Practical Hisat2

Practical 4 Hisat2

Introduction

HISAT2 is a fast and sensitive alignment program for mapping next-generation sequencing reads (both DNA and RNA) to a population of human genomes (as well as to a single reference genome). Based on an extension of BWT for graphs [Sirén et al. 2014], we designed and implemented a graph FM index (GFM), an original approach and its first implementation to the best of our knowledge. In addition to using one global GFM index that represents a population of human genomes, HISAT2 uses a large set of small GFM indexes that collectively cover the whole genome (each index representing a genomic region of 56 Kbp, with 55,000 indexes needed to cover the human population). These small indexes (called local indexes), combined with several alignment strategies, enable rapid and accurate alignment of sequencing reads. This new indexing scheme is called a Hierarchical Graph FM index (HGFM).

This brief tutorial will explain how you can get started using Hisat2 to quantify your RNA-seq data. Our computational power are not enought for elaborate a rela case so we use only a part of the data. We suggest to try at home with the complete stock of data. Computer avaible are not born for this purpose (oly 4G of RAM, It is not enough for the new operation systems) we need more patience

        conda activate hisat2
        hisat2 -h

Obtain Tutorial Files

Use the UNIX command wget to pull the data off the FTP server hosting the data we will be working with. Use the command cd [Options] [Directory] to change into your desired ~/working_directory and then download these files.

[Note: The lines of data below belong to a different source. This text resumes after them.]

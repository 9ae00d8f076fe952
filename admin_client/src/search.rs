//! Search box debouncing and page tracking for a list view.

use std::time::Duration;

use tokio::sync::mpsc;
use tokio::task::JoinHandle;

use crate::query::{ListParams, ListQuery, QueryState};
use crate::Resource;

/// Suspend-and-supersede timer: each value cancels the pending one and
/// is delivered on the receiver only if nothing newer arrives within `delay`.
pub struct Debouncer<T> {
    delay: Duration,
    pending: Option<JoinHandle<()>>,
    tx: mpsc::UnboundedSender<T>,
}

impl<T: Send + 'static> Debouncer<T> {
    pub fn new(delay: Duration) -> (Self, mpsc::UnboundedReceiver<T>) {
        let (tx, rx) = mpsc::unbounded_channel();
        let debouncer = Self {
            delay,
            pending: None,
            tx,
        };
        (debouncer, rx)
    }

    pub fn push(&mut self, value: T) {
        self.cancel();

        let tx = self.tx.clone();
        let delay = self.delay;
        self.pending = Some(tokio::spawn(async move {
            tokio::time::sleep(delay).await;
            // receiver gone means the view is gone
            let _ = tx.send(value);
        }));
    }

    pub fn cancel(&mut self) {
        if let Some(pending) = self.pending.take() {
            pending.abort();
        }
    }
}

impl<T> Drop for Debouncer<T> {
    fn drop(&mut self) {
        if let Some(pending) = self.pending.take() {
            pending.abort();
        }
    }
}

/// Current page of a list view. Never goes below 1.
#[derive(Debug, Clone, Copy, PartialEq, Eq)]
pub struct Pagination {
    current: u32,
    initial: u32,
}

impl Default for Pagination {
    fn default() -> Self {
        Self::new(1)
    }
}

impl Pagination {
    pub fn new(initial: u32) -> Self {
        let initial = initial.max(1);
        Self {
            current: initial,
            initial,
        }
    }

    pub fn current(&self) -> u32 {
        self.current
    }

    pub fn set(&mut self, page: u32) {
        self.current = page.max(1);
    }

    pub fn next(&mut self) {
        self.current += 1;
    }

    pub fn prev(&mut self) {
        self.current = self.current.saturating_sub(1).max(1);
    }

    pub fn reset(&mut self) {
        self.current = self.initial;
    }

    pub fn has_next(&self, total_pages: u32) -> bool {
        self.current < total_pages
    }

    pub fn has_prev(&self) -> bool {
        self.current > 1
    }
}

/// Search term + page for one list, fetching through a [`ListQuery`].
///
/// A new search term resets the page to 1. Moving between pages keeps the
/// term. Asking again for the parameters already on screen does not hit
/// the server unless the cache entry went stale.
pub struct ListController<R: Resource> {
    query: ListQuery<R>,
    search: String,
    pagination: Pagination,
    last_requested: Option<ListParams>,
}

impl<R: Resource> ListController<R> {
    pub fn new(query: ListQuery<R>) -> Self {
        Self {
            query,
            search: String::new(),
            pagination: Pagination::default(),
            last_requested: None,
        }
    }

    pub fn params(&self) -> ListParams {
        ListParams::new(self.search.clone(), self.pagination.current())
    }

    pub fn search(&self) -> &str {
        &self.search
    }

    pub fn page(&self) -> u32 {
        self.pagination.current()
    }

    pub fn state(&self) -> QueryState<R> {
        self.query.state()
    }

    /// Applies a settled (debounced) search term.
    pub async fn apply_search(&mut self, term: impl Into<String>) -> QueryState<R> {
        let term = term.into();
        if term != self.search {
            self.search = term;
            self.pagination.reset();
        }
        self.load().await
    }

    pub async fn next_page(&mut self) -> QueryState<R> {
        let has_next = self.state().data.map(|page| page.has_next()).unwrap_or(false);
        if has_next {
            self.pagination.next();
        }
        self.load().await
    }

    pub async fn prev_page(&mut self) -> QueryState<R> {
        let has_prev = self.state().data.map(|page| page.has_prev()).unwrap_or(false);
        if has_prev {
            self.pagination.prev();
        }
        self.load().await
    }

    pub async fn go_to_page(&mut self, page: u32) -> QueryState<R> {
        self.pagination.set(page);
        self.load().await
    }

    /// Fetches the current parameters unless they are already fresh in the cache.
    pub async fn load(&mut self) -> QueryState<R> {
        let params = self.params();
        let cache = self.query.cache();
        if self.last_requested.as_ref() == Some(&params) && !cache.needs_fetch(R::KEY, &params) {
            return self.state();
        }
        self.refresh().await
    }

    /// Unconditional re-fetch, used by the retry action.
    pub async fn refresh(&mut self) -> QueryState<R> {
        let params = self.params();
        self.last_requested = Some(params.clone());
        self.query.refetch(params).await
    }
}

 $ wget ftp://ftp.ccb.jhu.edu/pub/RNAseq_protocol/chrX_data.tar.gz

Extract Tutorial Files Using the UNIX command tar xvzf, we can extract the .tar.gz files into our ~/working_directory. The command option ‘x’ extracts the files, ‘v’ lists the processed files verbosely, ‘z’ filters the archive through gzip, and ‘f’ tells tar to used the archived file.


$ tar xvzf chrX_data.tar.gz

Align Reads Using HISAT2

Using HISAT2, we can align our sample .fastq.gz files (without the need to unzip them) to the indexed reference genome, that has already been prepared, located in the chrX_data/indexes/ directory. Doing so will generate our SAM (Sequence Alignment Map) files we will use in later steps. First we type out hisat2 to denote the command we are using. The options entered here are ‘-p 8’ denoting the use of 8 threads, ‘–dta’ is used to generate output SAM files that can be directly read into StringTie, ‘-x’ is used to denote the indexed reference genome, ‘-1’ and ‘-2’ are used to denote our fwd and rev samples in a paired-end alignment, and ‘-S’ is used to denote that we would like our output in SAM format.

$ hisat2 -p 8 --dta -x chrX_data/indexes/chrX_tran -1 chrX_data/samples/ERR188044_chrX_1.fastq.gz -2 chrX_data/samples/ERR188044_chrX_2.fastq.gz -S ERR188044_chrX.sam

Here is a bash script for the above HISAT2 command called hisat2.sh that will run all the .fastq.gz files for you simultaneously.

#!/usr/bin/bash

#bash script for hisat2; align all .fastq.gz files to indexed reference genome to generate .sam files

SAMPLES="ERR188044 ERR188104 ERR188234 ERR188245 ERR188257 ERR188273 ERR188337 ERR188383 ERR188401 ERR188428 ERR188454 ERR204916"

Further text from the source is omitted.